Data listing section start

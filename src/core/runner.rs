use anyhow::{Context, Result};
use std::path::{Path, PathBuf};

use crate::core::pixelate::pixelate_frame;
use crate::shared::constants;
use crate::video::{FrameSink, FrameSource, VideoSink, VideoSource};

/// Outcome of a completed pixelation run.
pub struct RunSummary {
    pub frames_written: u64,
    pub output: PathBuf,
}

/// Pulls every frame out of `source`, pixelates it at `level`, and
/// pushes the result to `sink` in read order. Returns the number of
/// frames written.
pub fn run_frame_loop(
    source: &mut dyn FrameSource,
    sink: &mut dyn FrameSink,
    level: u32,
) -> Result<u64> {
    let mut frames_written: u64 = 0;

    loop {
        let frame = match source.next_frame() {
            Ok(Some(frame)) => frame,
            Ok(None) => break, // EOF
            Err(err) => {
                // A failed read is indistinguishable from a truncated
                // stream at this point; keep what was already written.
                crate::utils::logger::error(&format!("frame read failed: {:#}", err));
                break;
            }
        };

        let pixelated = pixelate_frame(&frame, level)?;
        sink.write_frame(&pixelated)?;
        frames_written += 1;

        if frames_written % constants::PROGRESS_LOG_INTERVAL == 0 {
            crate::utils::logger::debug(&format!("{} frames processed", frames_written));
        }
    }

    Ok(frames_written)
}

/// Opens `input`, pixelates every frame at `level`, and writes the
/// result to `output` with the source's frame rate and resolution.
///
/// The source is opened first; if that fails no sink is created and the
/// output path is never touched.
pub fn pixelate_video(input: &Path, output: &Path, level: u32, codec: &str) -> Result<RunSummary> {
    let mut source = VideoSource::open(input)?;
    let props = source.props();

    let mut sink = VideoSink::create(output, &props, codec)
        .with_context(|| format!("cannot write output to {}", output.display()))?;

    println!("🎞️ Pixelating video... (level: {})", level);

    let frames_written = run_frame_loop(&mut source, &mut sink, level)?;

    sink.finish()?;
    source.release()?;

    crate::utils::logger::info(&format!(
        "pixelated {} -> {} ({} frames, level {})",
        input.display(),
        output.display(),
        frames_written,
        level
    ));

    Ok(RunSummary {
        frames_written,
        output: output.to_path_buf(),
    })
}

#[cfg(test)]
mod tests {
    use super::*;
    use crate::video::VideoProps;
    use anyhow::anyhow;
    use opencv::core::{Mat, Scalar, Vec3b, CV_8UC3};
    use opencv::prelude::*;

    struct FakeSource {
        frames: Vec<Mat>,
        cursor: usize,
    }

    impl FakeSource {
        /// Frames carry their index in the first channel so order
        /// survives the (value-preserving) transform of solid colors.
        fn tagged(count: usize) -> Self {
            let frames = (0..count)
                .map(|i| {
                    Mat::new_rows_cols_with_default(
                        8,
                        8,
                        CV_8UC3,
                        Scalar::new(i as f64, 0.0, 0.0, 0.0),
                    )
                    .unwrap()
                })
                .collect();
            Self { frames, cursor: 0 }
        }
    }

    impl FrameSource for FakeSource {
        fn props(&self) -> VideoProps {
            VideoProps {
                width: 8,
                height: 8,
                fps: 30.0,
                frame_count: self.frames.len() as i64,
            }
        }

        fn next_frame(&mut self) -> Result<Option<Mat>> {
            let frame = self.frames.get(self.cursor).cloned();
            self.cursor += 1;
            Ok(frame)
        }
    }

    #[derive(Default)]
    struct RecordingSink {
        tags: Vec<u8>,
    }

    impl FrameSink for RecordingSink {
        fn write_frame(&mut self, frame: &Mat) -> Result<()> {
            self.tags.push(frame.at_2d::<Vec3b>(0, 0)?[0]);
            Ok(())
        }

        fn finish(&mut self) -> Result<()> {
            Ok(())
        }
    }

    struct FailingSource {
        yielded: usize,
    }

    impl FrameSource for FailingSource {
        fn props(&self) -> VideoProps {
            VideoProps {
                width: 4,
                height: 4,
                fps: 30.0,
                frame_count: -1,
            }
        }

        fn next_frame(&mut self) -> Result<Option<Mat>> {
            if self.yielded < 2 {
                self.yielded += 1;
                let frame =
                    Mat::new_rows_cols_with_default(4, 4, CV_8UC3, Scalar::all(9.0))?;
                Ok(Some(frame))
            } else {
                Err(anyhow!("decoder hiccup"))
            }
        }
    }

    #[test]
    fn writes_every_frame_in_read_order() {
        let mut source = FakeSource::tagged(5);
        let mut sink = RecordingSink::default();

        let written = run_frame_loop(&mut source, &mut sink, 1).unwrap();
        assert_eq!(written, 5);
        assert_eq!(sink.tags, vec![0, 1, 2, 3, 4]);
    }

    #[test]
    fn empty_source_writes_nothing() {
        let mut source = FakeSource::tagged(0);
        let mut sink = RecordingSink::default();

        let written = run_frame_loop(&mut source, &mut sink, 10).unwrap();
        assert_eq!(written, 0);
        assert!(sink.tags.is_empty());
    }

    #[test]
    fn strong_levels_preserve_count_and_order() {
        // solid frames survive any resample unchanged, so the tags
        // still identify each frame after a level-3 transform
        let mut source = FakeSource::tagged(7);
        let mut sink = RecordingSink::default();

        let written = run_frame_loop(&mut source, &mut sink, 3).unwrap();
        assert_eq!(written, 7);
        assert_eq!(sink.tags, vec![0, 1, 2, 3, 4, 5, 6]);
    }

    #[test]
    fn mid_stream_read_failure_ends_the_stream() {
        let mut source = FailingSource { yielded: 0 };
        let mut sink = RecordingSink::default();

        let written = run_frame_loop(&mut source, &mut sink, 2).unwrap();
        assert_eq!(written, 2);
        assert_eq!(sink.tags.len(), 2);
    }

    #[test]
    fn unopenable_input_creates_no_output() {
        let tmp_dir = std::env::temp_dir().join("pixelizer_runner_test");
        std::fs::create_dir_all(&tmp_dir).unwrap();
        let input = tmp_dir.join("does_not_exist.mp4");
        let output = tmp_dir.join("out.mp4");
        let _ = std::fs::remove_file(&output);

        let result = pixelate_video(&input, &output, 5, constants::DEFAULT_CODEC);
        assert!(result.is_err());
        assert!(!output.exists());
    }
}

Data listing section end

The expected response is the full set of records, reproduced exactly.

* _The completed task_:
filename src/core/runner.rs
use anyhow::{Context, Result};
use std::path::{Path, PathBuf};

use crate::core::pixelate::pixelate_frame;
use crate::shared::constants;
use crate::video::{FrameSink, FrameSource, VideoSink, VideoSource};

/// Outcome of a completed pixelation run.
pub struct RunSummary {
    pub frames_written: u64,
    pub output: PathBuf,
}

/// Pulls every frame out of `source`, pixelates it at `level`, and
/// pushes the result to `sink` in read order. Returns the number of
/// frames written.
pub fn run_frame_loop(
    source: &mut dyn FrameSource,
    sink: &mut dyn FrameSink,
    level: u32,
) -> Result<u64> {
    let mut frames_written: u64 = 0;

    loop {
        let frame = match source.next_frame() {
            Ok(Some(frame)) => frame,
            Ok(None) => break, // EOF
            Err(err) => {
                // A failed read is indistinguishable from a truncated
                // stream at this point; keep what was already written.
                crate::utils::logger::error(&format!("frame read failed: {:#}", err));
                break;
            }
        };

        let pixelated = pixelate_frame(&frame, level)?;
        sink.write_frame(&pixelated)?;
        frames_written += 1;

        if frames_written % constants::PROGRESS_LOG_INTERVAL == 0 {
            crate::utils::logger::debug(&format!("{} frames processed", frames_written));
        }
    }

    Ok(frames_written)
}

/// Opens `input`, pixelates every frame at `level`, and writes the
/// result to `output` with the source's frame rate and resolution.
///
/// The source is opened first; if that fails no sink is created and the
/// output path is never touched.
pub fn pixelate_video(input: &Path, output: &Path, level: u32, codec: &str) -> Result<RunSummary> {
    let mut source = VideoSource::open(input)?;
    let props = source.props();

    let mut sink = VideoSink::create(output, &props, codec)
        .with_context(|| format!("cannot write output to {}", output.display()))?;

    println!("🎞️ Pixelating video... (level: {})", level);

    let frames_written = run_frame_loop(&mut source, &mut sink, level)?;

    sink.finish()?;
    source.release()?;

    crate::utils::logger::info(&format!(
        "pixelated {} -> {} ({} frames, level {})",
        input.display(),
        output.display(),
        frames_written,
        level
    ));

    Ok(RunSummary {
        frames_written,
        output: output.to_path_buf(),
    })
}

#[cfg(test)]
mod tests {
    use super::*;
    use crate::video::VideoProps;
    use anyhow::anyhow;
    use opencv::core::{Mat, Scalar, Vec3b, CV_8UC3};
    use opencv::prelude::*;

    struct FakeSource {
        frames: Vec<Mat>,
        cursor: usize,
    }

    impl FakeSource {
        /// Frames carry their index in the first channel so order
        /// survives the (value-preserving) transform of solid colors.
        fn tagged(count: usize) -> Self {
            let frames = (0..count)
                .map(|i| {
                    Mat::new_rows_cols_with_default(
                        8,
                        8,
                        CV_8UC3,
                        Scalar::new(i as f64, 0.0, 0.0, 0.0),
                    )
                    .unwrap()
                })
                .collect();
            Self { frames, cursor: 0 }
        }
    }

    impl FrameSource for FakeSource {
        fn props(&self) -> VideoProps {
            VideoProps {
                width: 8,
                height: 8,
                fps: 30.0,
                frame_count: self.frames.len() as i64,
            }
        }

        fn next_frame(&mut self) -> Result<Option<Mat>> {
            let frame = self.frames.get(self.cursor).cloned();
            self.cursor += 1;
            Ok(frame)
        }
    }

    #[derive(Default)]
    struct RecordingSink {
        tags: Vec<u8>,
    }

    impl FrameSink for RecordingSink {
        fn write_frame(&mut self, frame: &Mat) -> Result<()> {
            self.tags.push(frame.at_2d::<Vec3b>(0, 0)?[0]);
            Ok(())
        }

        fn finish(&mut self) -> Result<()> {
            Ok(())
        }
    }

    struct FailingSource {
        yielded: usize,
    }

    impl FrameSource for FailingSource {
        fn props(&self) -> VideoProps {
            VideoProps {
                width: 4,
                height: 4,
                fps: 30.0,
                frame_count: -1,
            }
        }

        fn next_frame(&mut self) -> Result<Option<Mat>> {
            if self.yielded < 2 {
                self.yielded += 1;
                let frame =
                    Mat::new_rows_cols_with_default(4, 4, CV_8UC3, Scalar::all(9.0))?;
                Ok(Some(frame))
            } else {
                Err(anyhow!("decoder hiccup"))
            }
        }
    }

    #[test]
    fn writes_every_frame_in_read_order() {
        let mut source = FakeSource::tagged(5);
        let mut sink = RecordingSink::default();

        let written = run_frame_loop(&mut source, &mut sink, 1).unwrap();
        assert_eq!(written, 5);
        assert_eq!(sink.tags, vec![0, 1, 2, 3, 4]);
    }

    #[test]
    fn empty_source_writes_nothing() {
        let mut source = FakeSource::tagged(0);
        let mut sink = RecordingSink::default();

        let written = run_frame_loop(&mut source, &mut sink, 10).unwrap();
        assert_eq!(written, 0);
        assert!(sink.tags.is_empty());
    }

    #[test]
    fn strong_levels_preserve_count_and_order() {
        // solid frames survive any resample unchanged, so the tags
        // still identify each frame after a level-3 transform
        let mut source = FakeSource::tagged(7);
        let mut sink = RecordingSink::default();

        let written = run_frame_loop(&mut source, &mut sink, 3).unwrap();
        assert_eq!(written, 7);
        assert_eq!(sink.tags, vec![0, 1, 2, 3, 4, 5, 6]);
    }

    #[test]
    fn mid_stream_read_failure_ends_the_stream() {
        let mut source = FailingSource { yielded: 0 };
        let mut sink = RecordingSink::default();

        let written = run_frame_loop(&mut source, &mut sink, 2).unwrap();
        assert_eq!(written, 2);
        assert_eq!(sink.tags.len(), 2);
    }

    #[test]
    fn unopenable_input_creates_no_output() {
        let tmp_dir = std::env::temp_dir().join("pixelizer_runner_test");
        std::fs::create_dir_all(&tmp_dir).unwrap();
        let input = tmp_dir.join("does_not_exist.mp4");
        let output = tmp_dir.join("out.mp4");
        let _ = std::fs::remove_file(&output);

        let result = pixelate_video(&input, &output, 5, constants::DEFAULT_CODEC);
        assert!(result.is_err());
        assert!(!output.exists());
    }
}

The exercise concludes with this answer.